Destructor semantics

Steven Schveighoffer schveiguy at yahoo.com
Wed Aug 11 07:25:41 PDT 2010


On Wed, 11 Aug 2010 10:03:41 -0400, foobar <foo at bar.com> wrote:

> Steven Schveighoffer Wrote:
>
>> On Tue, 10 Aug 2010 20:28:32 -0400, bearophile  
>> <bearophileHUGS at lycos.com>
>> wrote:
>>
>> > Jonathan M Davis:
>> >> If attempts to use any reference types in destructors were a
>> >> compile-time error
>> >> with a clear error message, that could go a long way in stopping  
>> people
>> >> from
>> >> trying to misuse destructors.
>> >
>> > This sounds like a positive idea, maybe fit for an enhancement  
>> request.
>>
>> No, reference types are not necessarily heap allocated.  Guys, the
>> distinction is heap vs. manual, not reference vs. value.  Value types  
>> can
>> be on the heap, and references can refer to non-heap data.
>>
>> Adding artificial restrictions that force casting are not going to help  
>> at
>> all.
>>
>> -Steve
>
> I disagree. The distinction should be owned vs. not-owned and NOT heap  
> vs. manual. Hence values vs. references.
>
> Simply put:
> case 1)
>   struct S;
>   class C { S s;} // a C instance *owns* a S instance

Yes

>
> case 2)
>   class B;
>   class C { B b; } // a C instance does *not* own a B instance

No, the ownership of b is not clear because we don't know what b is for.   
A class is allowed to own referenced data, ownership is an abstract  
concept.  Whether C is responsible for cleaning up b depends on whether 1)  
it is GC allocated or not, and 2) whether the user specifically requested  
the destruction of C.

Here is a better example:

class C { private FILE *fp; }

C is responsible for cleaning up fp, because fp is a *NON-GC-ALLOCATED  
REFERENCE*.

I can also find ways to allocate a B so it is a non-gc-allocated  
reference.  If I have a restriction that I can't access B, then the  
compiler is disallowing valid code, and that is unacceptable.

But that is besides the point.  If C owns a B, and C is being destroyed  
with its b reference intact, it can clean up b immediately knowing that  
nobody is referencing its B.  Your solution doesn't allow that, all it  
allows is what we have now, but with worse requirements.

Again, restricting access to references both introduces artificial  
problems and does not solve the original problem.  It's a lose-lose.

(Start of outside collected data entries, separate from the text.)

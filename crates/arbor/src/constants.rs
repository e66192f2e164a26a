// Copyright (c) Microsoft Corporation.
// Licensed under the MIT License.

/// A lock being poisoned means a thread panicked while executing core scheduling logic.
/// The queue or roster may be in an inconsistent state, so we do not try to continue.
pub(crate) const ERR_POISONED_LOCK: &str =
    "poisoned lock - cannot continue execution because scheduling state may be inconsistent";
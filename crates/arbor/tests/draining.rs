// Copyright (c) Microsoft Corporation.
// Licensed under the MIT License.

use std::sync::Arc;
use std::sync::atomic::{AtomicUsize, Ordering};

use arbor::{Branch, Error, WaitOutcome};
use arbor_testing::execute_or_abandon;

#[test]
fn drain_executes_all_queued_jobs() {
    // Submitting n jobs and draining runs exactly n bodies.
    execute_or_abandon(|| {
        let branch = Branch::new(4);
        let executed = Arc::new(AtomicUsize::new(0));

        for _ in 0..100 {
            let executed_clone = Arc::clone(&executed);
            branch
                .post(move || {
                    executed_clone.fetch_add(1, Ordering::Relaxed);
                })
                .unwrap();
        }

        assert_eq!(branch.wait_idle(None), WaitOutcome::Drained);
        assert_eq!(executed.load(Ordering::Relaxed), 100);
    })
    .unwrap();
}

#[test]
fn drop_runs_queued_jobs_before_stopping() {
    // Destruction drains: everything accepted before the drop still executes.
    execute_or_abandon(|| {
        let executed = Arc::new(AtomicUsize::new(0));

        {
            let branch = Branch::new(1);
            for _ in 0..5 {
                let executed_clone = Arc::clone(&executed);
                branch
                    .post(move || {
                        executed_clone.fetch_add(1, Ordering::Relaxed);
                    })
                    .unwrap();
            }
        }

        assert_eq!(executed.load(Ordering::Relaxed), 5);
    })
    .unwrap();
}

#[test]
fn zero_worker_branch_queues_and_abandons_on_drop() {
    // With no workers the queue only accumulates; dropping the branch abandons the queued
    // jobs, which a value handle observes as a shutdown.
    execute_or_abandon(|| {
        let branch = Branch::new(0);

        let handle = branch.submit(|| 11);
        assert_eq!(branch.queue_len(), 1);

        drop(branch);
        assert!(matches!(handle.join(), Err(Error::ShuttingDown)));
    })
    .unwrap();
}
// Copyright (c) Microsoft Corporation.
// Licensed under the MIT License.

#![allow(
    clippy::arithmetic_side_effects,
    reason = "it is fine to let our guard down in benchmark/test code"
)]

use std::hint::black_box;

use arbor::{Branch, Job};
use criterion::{BenchmarkId, Criterion, criterion_group, criterion_main};

fn criterion_benchmark(c: &mut Criterion) {
    group_batch_amortization(c);
}

/// Compare submitting `count` trivial jobs one by one against packaging them into a single
/// sequential batch.
///
/// The batch class exists because per-job queue synchronization dominates cost for trivial job
/// bodies; the batch pays it once per `count` jobs, which this group makes measurable.
fn group_batch_amortization(c: &mut Criterion) {
    let mut group = c.benchmark_group("batch_amortization");

    for count in &[16_u64, 64, 256] {
        group.throughput(criterion::Throughput::Elements(*count));

        group.bench_with_input(BenchmarkId::new("individual", count), count, |b, count| {
            let branch = Branch::named("bench-individual", 1);

            b.iter(|| {
                for index in 0..*count {
                    branch
                        .post(move || {
                            _ = black_box(index);
                        })
                        .unwrap();
                }
                branch.wait_idle(None);
            });
        });

        group.bench_with_input(BenchmarkId::new("batch", count), count, |b, count| {
            let branch = Branch::named("bench-batch", 1);

            b.iter(|| {
                let jobs: Vec<Job> = (0..*count)
                    .map(|index| {
                        Box::new(move || {
                            _ = black_box(index);
                        }) as Job
                    })
                    .collect();
                branch.post_batch(jobs).unwrap();
                branch.wait_idle(None);
            });
        });
    }

    group.finish();
}

criterion_group!(benches, criterion_benchmark);
criterion_main!(benches);
// Copyright (c) Microsoft Corporation.
// Licensed under the MIT License.

use std::any::Any;
use std::fmt;

use crate::{Error, Result};

/// An opaque value-less unit of work, executed at most once on some worker thread of a branch.
///
/// Jobs that produce a value do not use this alias - they are accepted as plain closures by
/// [`Branch::submit`][crate::Branch::submit] and paired with a [`JobHandle`] instead.
pub type Job = Box<dyn FnOnce() + Send + 'static>;

/// One entry of a branch's task queue.
///
/// A sequential batch is deliberately a single entry: it is enqueued once, popped once, and its
/// elements run back to back on one worker without re-entering the queue. This is what makes the
/// batch class pay the queue synchronization cost once instead of per element.
pub(crate) enum QueueEntry {
    Single(Job),
    Batch(Vec<Job>),
}

impl fmt::Debug for QueueEntry {
    fn fmt(&self, f: &mut fmt::Formatter<'_>) -> fmt::Result {
        match self {
            Self::Single(_) => f.write_str("Single"),
            Self::Batch(jobs) => f.debug_tuple("Batch").field(&jobs.len()).finish(),
        }
    }
}

/// Enables the caller to obtain the result of a value-producing job running on a branch.
///
/// Submitting a value-producing job supplies the caller one of these. The handle is a one-shot
/// single-consumer channel: [`join()`][Self::join] consumes the handle, blocks until the job has
/// run, and returns the job's result.
///
/// If the job's body panicked, the captured panic message is re-raised as
/// [`Error::JobPanicked`]. If the branch rejected or abandoned the job because it was draining,
/// joining yields [`Error::ShuttingDown`].
///
/// Dropping the handle without joining is allowed - the job still runs, its result is discarded.
pub struct JobHandle<R> {
    rx: oneshot::Receiver<Result<R>>,
}

impl<R> JobHandle<R> {
    pub(crate) fn new(rx: oneshot::Receiver<Result<R>>) -> Self {
        Self { rx }
    }

    /// Blocks until the job has completed and returns its result.
    ///
    /// A panic in the job body is re-raised here as [`Error::JobPanicked`] carrying the panic
    /// message. A job that was rejected at submission, or abandoned because its branch was
    /// destroyed before a worker could run it, yields [`Error::ShuttingDown`].
    pub fn join(self) -> Result<R> {
        // A dropped sender means the job closure was destroyed without running: the branch
        // refused it at submission or threw away the queue during teardown.
        match self.rx.recv() {
            Ok(outcome) => outcome,
            Err(_) => Err(Error::ShuttingDown),
        }
    }
}

impl<R> fmt::Debug for JobHandle<R> {
    // We have no contract to test here - can return anything.
    #[cfg_attr(test, mutants::skip)]
    fn fmt(&self, f: &mut fmt::Formatter<'_>) -> fmt::Result {
        f.debug_struct("JobHandle").finish_non_exhaustive()
    }
}

/// Extracts a human-readable message from a panic payload.
///
/// Panics raised via `panic!("...")` carry a `&str` or `String` payload; anything else gets a
/// placeholder so the fault report is still well-formed.
pub(crate) fn panic_message(payload: &(dyn Any + Send)) -> String {
    if let Some(message) = payload.downcast_ref::<&'static str>() {
        (*message).to_string()
    } else if let Some(message) = payload.downcast_ref::<String>() {
        message.clone()
    } else {
        "non-string panic payload".to_string()
    }
}

#[cfg(test)]
mod tests {
    use super::*;

    #[test]
    fn join_maps_dropped_sender_to_shutting_down() {
        // A handle whose sender is destroyed without firing must not hang or panic - it reports
        // the shutdown error, matching what happens when a draining branch discards a job.
        let (tx, rx) = oneshot::channel::<Result<u32>>();
        drop(tx);

        let handle = JobHandle::new(rx);
        assert!(matches!(handle.join(), Err(Error::ShuttingDown)));
    }

    #[test]
    fn join_returns_value() {
        let (tx, rx) = oneshot::channel::<Result<u32>>();
        tx.send(Ok(7)).unwrap();

        assert_eq!(JobHandle::new(rx).join().unwrap(), 7);
    }

    #[test]
    fn panic_message_extracts_both_string_forms() {
        let static_payload: Box<dyn Any + Send> = Box::new("static message");
        let owned_payload: Box<dyn Any + Send> = Box::new("owned message".to_string());
        let other_payload: Box<dyn Any + Send> = Box::new(42_u32);

        assert_eq!(panic_message(&*static_payload), "static message");
        assert_eq!(panic_message(&*owned_payload), "owned message");
        assert_eq!(panic_message(&*other_payload), "non-string panic payload");
    }
}
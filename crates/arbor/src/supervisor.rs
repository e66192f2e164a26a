// Copyright (c) Microsoft Corporation.
// Licensed under the MIT License.

use std::panic::{self, AssertUnwindSafe};
use std::sync::{Arc, Condvar, Mutex, Weak};
use std::thread;
use std::time::{Duration, Instant};

use tracing::{debug, trace};

use crate::fault::report_fault;
use crate::job::panic_message;
use crate::{Branch, ERR_POISONED_LOCK, Error, Result};

/// The tick interval used when none is specified.
pub const DEFAULT_TICK: Duration = Duration::from_millis(1000);

/// The source tag under which tick callback failures reach the fault sink.
const FAULT_SOURCE: &str = "supervisor";

type TickCallback = Box<dyn FnMut() + Send>;

/// A control loop that periodically resizes one or more branches toward a worker band.
///
/// Every tick, for each supervised branch, the supervisor reads the queue depth and the live
/// worker count and issues at most one resize step:
///
/// - depth > 0 and fewer than `max` workers: grow by one;
/// - depth == 0 and more than `min` workers: shrink by one;
/// - otherwise leave the branch alone.
///
/// The single step per tick is deliberate: it damps oscillation under bursty load and bounds
/// the worst-case rate of worker churn.
///
/// # Observation discipline
///
/// Branches are observed through [`Weak`] references: a supervised branch that gets destroyed
/// is silently skipped (and pruned) on the next tick rather than touched after free. A
/// [`Workspace`][crate::Workspace] additionally guarantees teardown order, stopping its
/// supervisors before its branches.
///
/// # Thread safety
///
/// All operations take `&self` and are safe to call concurrently. [`stop`][Self::stop] must
/// not be called from the controller thread itself (i.e. from inside a tick callback).
pub struct Supervisor {
    shared: Arc<Shared>,
    controller: Mutex<Option<thread::JoinHandle<()>>>,
}

struct Shared {
    min: usize,
    max: usize,
    tick: Duration,
    state: Mutex<State>,
    /// Wakes the controller out of its tick sleep so stop takes effect promptly.
    wake: Condvar,
}

struct State {
    branches: Vec<Weak<Branch>>,
    callback: Option<TickCallback>,
    paused: bool,
    stopping: bool,
}

impl Supervisor {
    /// Creates a supervisor with the given worker band and the [default tick][DEFAULT_TICK].
    ///
    /// The controller thread is not started until the first branch is
    /// [supervised][Self::supervise].
    ///
    /// # Errors
    ///
    /// [`Error::InvalidBounds`] unless `1 <= min <= max`.
    pub fn new(min: usize, max: usize) -> Result<Self> {
        Self::with_tick(min, max, DEFAULT_TICK)
    }

    /// Creates a supervisor with the given worker band and tick interval.
    ///
    /// # Errors
    ///
    /// [`Error::InvalidBounds`] unless `1 <= min <= max`.
    pub fn with_tick(min: usize, max: usize, tick: Duration) -> Result<Self> {
        if min == 0 || min > max {
            return Err(Error::InvalidBounds { min, max });
        }

        Ok(Self {
            shared: Arc::new(Shared {
                min,
                max,
                tick,
                state: Mutex::new(State {
                    branches: Vec::new(),
                    callback: None,
                    paused: false,
                    stopping: false,
                }),
                wake: Condvar::new(),
            }),
            controller: Mutex::new(None),
        })
    }

    /// Registers a branch for supervision. Idempotent for a branch that is already supervised.
    ///
    /// The supervisor holds only a weak reference; it never keeps the branch alive. The first
    /// registration starts the controller thread.
    pub fn supervise(&self, branch: &Arc<Branch>) {
        let candidate = Arc::downgrade(branch);

        {
            let mut state = self.shared.state.lock().expect(ERR_POISONED_LOCK);

            if state
                .branches
                .iter()
                .any(|supervised| Weak::ptr_eq(supervised, &candidate))
            {
                return;
            }

            state.branches.push(candidate);
            debug!(branch = branch.name(), "branch now supervised");
        }

        self.ensure_controller();
    }

    /// Installs the tick callback, replacing any previous one.
    ///
    /// The callback runs exactly once per tick, after the rebalance pass, on the controller
    /// thread. A panic escaping it goes to the [fault sink][crate::set_fault_sink] and the
    /// controller keeps ticking.
    pub fn on_tick<F>(&self, callback: F)
    where
        F: FnMut() + Send + 'static,
    {
        let mut state = self.shared.state.lock().expect(ERR_POISONED_LOCK);
        state.callback = Some(Box::new(callback));
    }

    /// Makes subsequent ticks skip the rebalance pass and the callback. Ticking itself
    /// continues, so [`resume`][Self::resume] takes effect on the next tick.
    pub fn pause(&self) {
        self.shared.state.lock().expect(ERR_POISONED_LOCK).paused = true;
    }

    /// Re-enables the rebalance pass and the callback.
    pub fn resume(&self) {
        self.shared.state.lock().expect(ERR_POISONED_LOCK).paused = false;
    }

    /// Stops the controller thread and waits for it to exit. Safe to call multiple times;
    /// invoked automatically on drop.
    pub fn stop(&self) {
        {
            let mut state = self.shared.state.lock().expect(ERR_POISONED_LOCK);
            state.stopping = true;
        }
        self.shared.wake.notify_all();

        let controller = self.controller.lock().expect(ERR_POISONED_LOCK).take();
        if let Some(controller) = controller {
            _ = controller.join();
        }
    }

    /// Starts the controller thread if it is not running and the supervisor was not stopped.
    fn ensure_controller(&self) {
        let mut slot = self.controller.lock().expect(ERR_POISONED_LOCK);

        if slot.is_some() {
            return;
        }

        // A stopped supervisor stays stopped; supervise after stop only records the branch.
        if self.shared.state.lock().expect(ERR_POISONED_LOCK).stopping {
            return;
        }

        let shared = Arc::clone(&self.shared);
        *slot = Some(
            thread::Builder::new()
                .name("supervisor".to_string())
                .spawn(move || controller_loop(&shared))
                .expect("failed to spawn the supervisor controller thread"),
        );
    }

    #[cfg(test)]
    pub(crate) fn supervised_count(&self) -> usize {
        self.shared
            .state
            .lock()
            .expect(ERR_POISONED_LOCK)
            .branches
            .len()
    }
}

impl Drop for Supervisor {
    // Inconvenient to test because we would be checking for "does some code stop executing".
    #[cfg_attr(test, mutants::skip)]
    fn drop(&mut self) {
        self.stop();
    }
}

impl std::fmt::Debug for Supervisor {
    // We have no contract to test here - can return anything.
    #[cfg_attr(test, mutants::skip)]
    fn fmt(&self, f: &mut std::fmt::Formatter<'_>) -> std::fmt::Result {
        f.debug_struct("Supervisor")
            .field("min", &self.shared.min)
            .field("max", &self.shared.max)
            .field("tick", &self.shared.tick)
            .finish_non_exhaustive()
    }
}

// Timing logic; mutations produce hangs or slow ticks rather than wrong observable values.
#[cfg_attr(test, mutants::skip)]
fn controller_loop(shared: &Shared) {
    debug!(
        min = shared.min,
        max = shared.max,
        "supervisor controller started"
    );

    let mut state = shared.state.lock().expect(ERR_POISONED_LOCK);

    'ticking: loop {
        // One full tick interval of sleep, resistant to spurious wakeups; stop cuts it short.
        let deadline = Instant::now() + shared.tick;
        loop {
            if state.stopping {
                break 'ticking;
            }

            let Some(remaining) = deadline.checked_duration_since(Instant::now()).filter(|r| !r.is_zero()) else {
                break;
            };

            state = shared
                .wake
                .wait_timeout(state, remaining)
                .expect(ERR_POISONED_LOCK)
                .0;
        }

        if state.paused {
            continue;
        }

        // Upgrade the observed branches and drop references to ones that no longer exist.
        state.branches.retain(|weak| weak.strong_count() > 0);
        let branches: Vec<Arc<Branch>> = state.branches.iter().filter_map(Weak::upgrade).collect();

        // The rebalance pass and the callback run without the state lock so user code inside
        // the callback may call pause/resume/supervise without deadlocking.
        let mut callback = state.callback.take();
        drop(state);

        for branch in &branches {
            rebalance(shared.min, shared.max, branch);
        }

        if let Some(callback) = callback.as_mut() {
            if let Err(payload) = panic::catch_unwind(AssertUnwindSafe(|| callback())) {
                report_fault(FAULT_SOURCE, &panic_message(&*payload));
            }
        }

        state = shared.state.lock().expect(ERR_POISONED_LOCK);
        if state.callback.is_none() {
            state.callback = callback;
        }
    }

    debug!("supervisor controller stopped");
}

/// Applies at most one resize step to a branch based on its current load.
fn rebalance(min: usize, max: usize, branch: &Branch) {
    let depth = branch.queue_len();
    let workers = branch.worker_count();

    if depth > 0 && workers < max {
        trace!(
            branch = branch.name(),
            depth, workers, "queue backed up, growing by one"
        );
        branch.grow(1);
    } else if depth == 0 && workers > min {
        trace!(
            branch = branch.name(),
            workers, "queue empty, shrinking by one"
        );
        branch.shrink(1);
    }
}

> I believe that anything more complicated would require Bartosz'  
> ownership system.

In order for the user to convey to the compiler ownership, so the compiler  
could possibly make some restrictions as to what is owned and what is not,  
yes.  But that's not all, the GC would have to obey that relationship by  
not cleaning up owned resources.  We don't have that, so the only  
reasonable choice is to make *NO* restrictions.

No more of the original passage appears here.